La France buissonnière : 1 euro la pharmacie, qui dit mieux ?
Chronique
Après quarante ans derrière le comptoir de son officine d’un village d’Indre-et-Loire, Sylvie espérait la vendre au moment de prendre sa retraite. Devant l’absence d’offres, même à prix bradé, elle s’est mise en quête d’un repreneur attaché à la vie rurale.

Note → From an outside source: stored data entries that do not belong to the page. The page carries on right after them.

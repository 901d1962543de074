use sea_orm::entity::prelude::*;

/// Recipe a user put into the shopping cart.
#[derive(Clone, Debug, PartialEq, Eq, DeriveEntityModel)]
#[sea_orm(table_name = "carts")]
pub struct Model {
    #[sea_orm(primary_key, auto_increment = false)]
    pub user_id: i32,
    #[sea_orm(primary_key, auto_increment = false)]
    pub recipe_id: i32,
    pub added_at: chrono::DateTime<chrono::Utc>,
}

#[derive(Copy, Clone, Debug, EnumIter, DeriveRelation)]
pub enum Relation {
    #[sea_orm(
        belongs_to = "super::users::Entity",
        from = "Column::UserId",
        to = "super::users::Column::Id"
    )]
    User,
    #[sea_orm(
        belongs_to = "super::recipes::Entity",
        from = "Column::RecipeId",
        to = "super::recipes::Column::Id"
    )]
    Recipe,
}

impl Related<super::users::Entity> for Entity {
    fn to() -> RelationDef {
        Relation::User.def()
    }
}

impl Related<super::recipes::Entity> for Entity {
    fn to() -> RelationDef {
        Relation::Recipe.def()
    }
}

impl ActiveModelBehavior for ActiveModel {}
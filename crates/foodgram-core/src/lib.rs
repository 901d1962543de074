//! Cross-cutting plumbing shared by Foodgram services: configuration, health probes,
//! request ids, tracing setup, serde and sea-orm helpers.

pub mod config;
pub mod health;
pub mod middleware;
pub mod sea_ext;
pub mod serde;
pub mod tracing;
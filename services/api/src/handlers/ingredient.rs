use axum::{
    Json,
    extract::{Path, RawQuery, State},
    http::StatusCode,
};
use serde::{Deserialize, Serialize};

use foodgram_auth_types::identity::IdentityHeaders;

use crate::domain::types::Ingredient;
use crate::error::ApiError;
use crate::handlers::parse_query;
use crate::state::AppState;
use crate::usecase::ingredient::{
    CreateIngredientInput, CreateIngredientUseCase, GetIngredientUseCase,
    SearchIngredientsUseCase,
};

#[derive(Deserialize)]
pub struct CreateIngredientRequest {
    pub name: String,
    pub measurement_unit: String,
}

#[derive(Deserialize, Default)]
pub struct IngredientSearchQuery {
    pub name: Option<String>,
}

#[derive(Serialize)]
pub struct IngredientResponse {
    pub id: i32,
    pub name: String,
    pub measurement_unit: String,
}

impl From<Ingredient> for IngredientResponse {
    fn from(ingredient: Ingredient) -> Self {
        Self {
            id: ingredient.id,
            name: ingredient.name,
            measurement_unit: ingredient.measurement_unit,
        }
    }
}

// ── GET /ingredients ─────────────────────────────────────────────────────────

pub async fn get_ingredients(
    State(state): State<AppState>,
    RawQuery(raw_query): RawQuery,
) -> Result<Json<Vec<IngredientResponse>>, ApiError> {
    let query: IngredientSearchQuery = parse_query(raw_query.as_deref())?;
    let uc = SearchIngredientsUseCase {
        ingredients: state.ingredient_repo(),
    };
    let found = uc.execute(query.name.as_deref()).await?;
    Ok(Json(found.into_iter().map(IngredientResponse::from).collect()))
}

// ── GET /ingredients/{id} ────────────────────────────────────────────────────

pub async fn get_ingredient(
    State(state): State<AppState>,
    Path(ingredient_id): Path<i32>,
) -> Result<Json<IngredientResponse>, ApiError> {
    let uc = GetIngredientUseCase {
        ingredients: state.ingredient_repo(),
    };
    Ok(Json(uc.execute(ingredient_id).await?.into()))
}

// ── POST /ingredients ────────────────────────────────────────────────────────

pub async fn create_ingredient(
    identity: IdentityHeaders,
    State(state): State<AppState>,
    Json(body): Json<CreateIngredientRequest>,
) -> Result<(StatusCode, Json<IngredientResponse>), ApiError> {
    let uc = CreateIngredientUseCase {
        ingredients: state.ingredient_repo(),
        users: state.user_repo(),
    };
    let ingredient = uc
        .execute(
            identity.user_id,
            identity.is_staff(),
            CreateIngredientInput {
                name: body.name,
                measurement_unit: body.measurement_unit,
            },
        )
        .await?;
    Ok((StatusCode::CREATED, Json(ingredient.into())))
}
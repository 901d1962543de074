use sea_orm_migration::prelude::*;

#[derive(DeriveMigrationName)]
pub struct Migration;

#[async_trait::async_trait]
impl MigrationTrait for Migration {
    async fn up(&self, manager: &SchemaManager) -> Result<(), DbErr> {
        manager
            .create_table(
                Table::create()
                    .table(Users::Table)
                    .if_not_exists()
                    .col(
                        ColumnDef::new(Users::Id)
                            .integer()
                            .not_null()
                            .auto_increment()
                            .primary_key(),
                    )
                    .col(
                        ColumnDef::new(Users::Email)
                            .string_len(256)
                            .not_null()
                            .unique_key(),
                    )
                    .col(
                        ColumnDef::new(Users::Username)
                            .string_len(32)
                            .not_null()
                            .unique_key()
                            .check(Expr::cust("char_length(username) >= 3")),
                    )
                    .col(ColumnDef::new(Users::FirstName).string_len(32).not_null())
                    .col(ColumnDef::new(Users::LastName).string_len(32).not_null())
                    .col(
                        ColumnDef::new(Users::IsActive)
                            .boolean()
                            .not_null()
                            .default(true),
                    )
                    .col(
                        ColumnDef::new(Users::DateJoined)
                            .timestamp_with_time_zone()
                            .not_null()
                            .default(Expr::current_timestamp()),
                    )
                    .to_owned(),
            )
            .await
    }

    async fn down(&self, manager: &SchemaManager) -> Result<(), DbErr> {
        manager
            .drop_table(Table::drop().table(Users::Table).to_owned())
            .await
    }
}

#[derive(Iden)]
enum Users {
    Table,
    Id,
    Email,
    Username,
    FirstName,
    LastName,
    IsActive,
    DateJoined,
}
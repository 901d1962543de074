use sea_orm_migration::prelude::*;

/// Reverse-lookup indexes for foreign keys that are not the leading primary-key column.
const INDEXES: [(&str, &str, &str); 6] = [
    ("idx_recipes_author_id", "recipes", "author_id"),
    ("idx_recipe_tags_tag_id", "recipe_tags", "tag_id"),
    (
        "idx_amount_ingredients_ingredient_id",
        "amount_ingredients",
        "ingredient_id",
    ),
    ("idx_favorites_recipe_id", "favorites", "recipe_id"),
    ("idx_carts_recipe_id", "carts", "recipe_id"),
    ("idx_subscriptions_author_id", "subscriptions", "author_id"),
];

#[derive(DeriveMigrationName)]
pub struct Migration;

#[async_trait::async_trait]
impl MigrationTrait for Migration {
    async fn up(&self, manager: &SchemaManager) -> Result<(), DbErr> {
        for (name, table, column) in INDEXES {
            manager
                .create_index(
                    Index::create()
                        .table(Alias::new(table))
                        .col(Alias::new(column))
                        .name(name)
                        .to_owned(),
                )
                .await?;
        }
        Ok(())
    }

    async fn down(&self, manager: &SchemaManager) -> Result<(), DbErr> {
        for (name, _, _) in INDEXES.iter().rev() {
            manager
                .drop_index(Index::drop().name(*name).to_owned())
                .await?;
        }
        Ok(())
    }
}
pub mod db;
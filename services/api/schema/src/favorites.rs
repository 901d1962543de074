use sea_orm::entity::prelude::*;

/// Recipe a user marked as favorite.
#[derive(Clone, Debug, PartialEq, Eq, DeriveEntityModel)]
#[sea_orm(table_name = "favorites")]
pub struct Model {
    #[sea_orm(primary_key, auto_increment = false)]
    pub user_id: i32,
    #[sea_orm(primary_key, auto_increment = false)]
    pub recipe_id: i32,
    pub added_at: chrono::DateTime<chrono::Utc>,
}

#[derive(Copy, Clone, Debug, EnumIter, DeriveRelation)]
pub enum Relation {
    #[sea_orm(
        belongs_to = "super::users::Entity",
        from = "Column::UserId",
        to = "super::users::Column::Id"
    )]
    User,
    #[sea_orm(
        belongs_to = "super::recipes::Entity",
        from = "Column::RecipeId",
        to = "super::recipes::Column::Id"
    )]
    Recipe,
}

impl Related<super::users::Entity> for Entity {
    fn to() -> RelationDef {
        Relation::User.def()
    }
}

impl Related<super::recipes::Entity> for Entity {
    fn to() -> RelationDef {
        Relation::Recipe.def()
    }
}

impl ActiveModelBehavior for ActiveModel {}
//! Mock gateway identity for HTTP tests.
//!
//! Services behind the gateway receive `x-foodgram-user-id` + `x-foodgram-user-role` headers
//! injected by the gateway. In tests, `MockAuth` produces these headers directly so no real
//! gateway is needed.

use axum::http::{HeaderMap, HeaderName, HeaderValue};

use foodgram_auth_types::identity::{USER_ID_HEADER, USER_ROLE_HEADER};
use foodgram_domain::user::UserRole;

/// Configurable identity injected into test requests.
pub struct MockAuth {
    pub user_id: i32,
    pub user_role: UserRole,
}

impl MockAuth {
    pub fn new(user_id: i32, user_role: UserRole) -> Self {
        Self { user_id, user_role }
    }

    pub fn user(user_id: i32) -> Self {
        Self::new(user_id, UserRole::Normal)
    }

    pub fn staff(user_id: i32) -> Self {
        Self::new(user_id, UserRole::Staff)
    }

    /// Return headers as if the gateway injected them.
    pub fn headers(&self) -> HeaderMap {
        let mut map = HeaderMap::new();
        map.insert(
            HeaderName::from_static(USER_ID_HEADER),
            HeaderValue::from(self.user_id),
        );
        map.insert(
            HeaderName::from_static(USER_ROLE_HEADER),
            HeaderValue::from(u16::from(self.user_role.as_u8())),
        );
        map
    }
}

Publié le 26 novembre 2023 à 14h00 https://www.lemonde.fr/m-perso/article/2023/11/26/la-france-buissonniere-1-euro-la-pharmacie-qui-dit-mieux_6202462_4497916.html
Temps de Lecture 2 min.

Qu’acheter avec 1 euro dans une pharmacie ? Deux cachets d’aspirine, trois cuillerées de sirop, tout au mieux… Aux Hermites (Indre-et-Loire), il est possible, pour le même prix, de repartir avec le fonds de commerce tout entier. Seules contraintes : être soi-même pharmacien et aimer la vie à la campagne. Telles sont les conditions exigées par la propriétaire des lieux, Sylvie Drouet, 66 ans, dont quarante-trois passés à la tête de cette officine de village. « Madame la pharmacienne » tient à ce que les 550 habitants de sa commune puissent continuer à se procurer des médicaments à proximité, et ne souhaite pas voir son remplaçant faire demi-tour au bout de six mois pour incompatibilité avec la ruralité.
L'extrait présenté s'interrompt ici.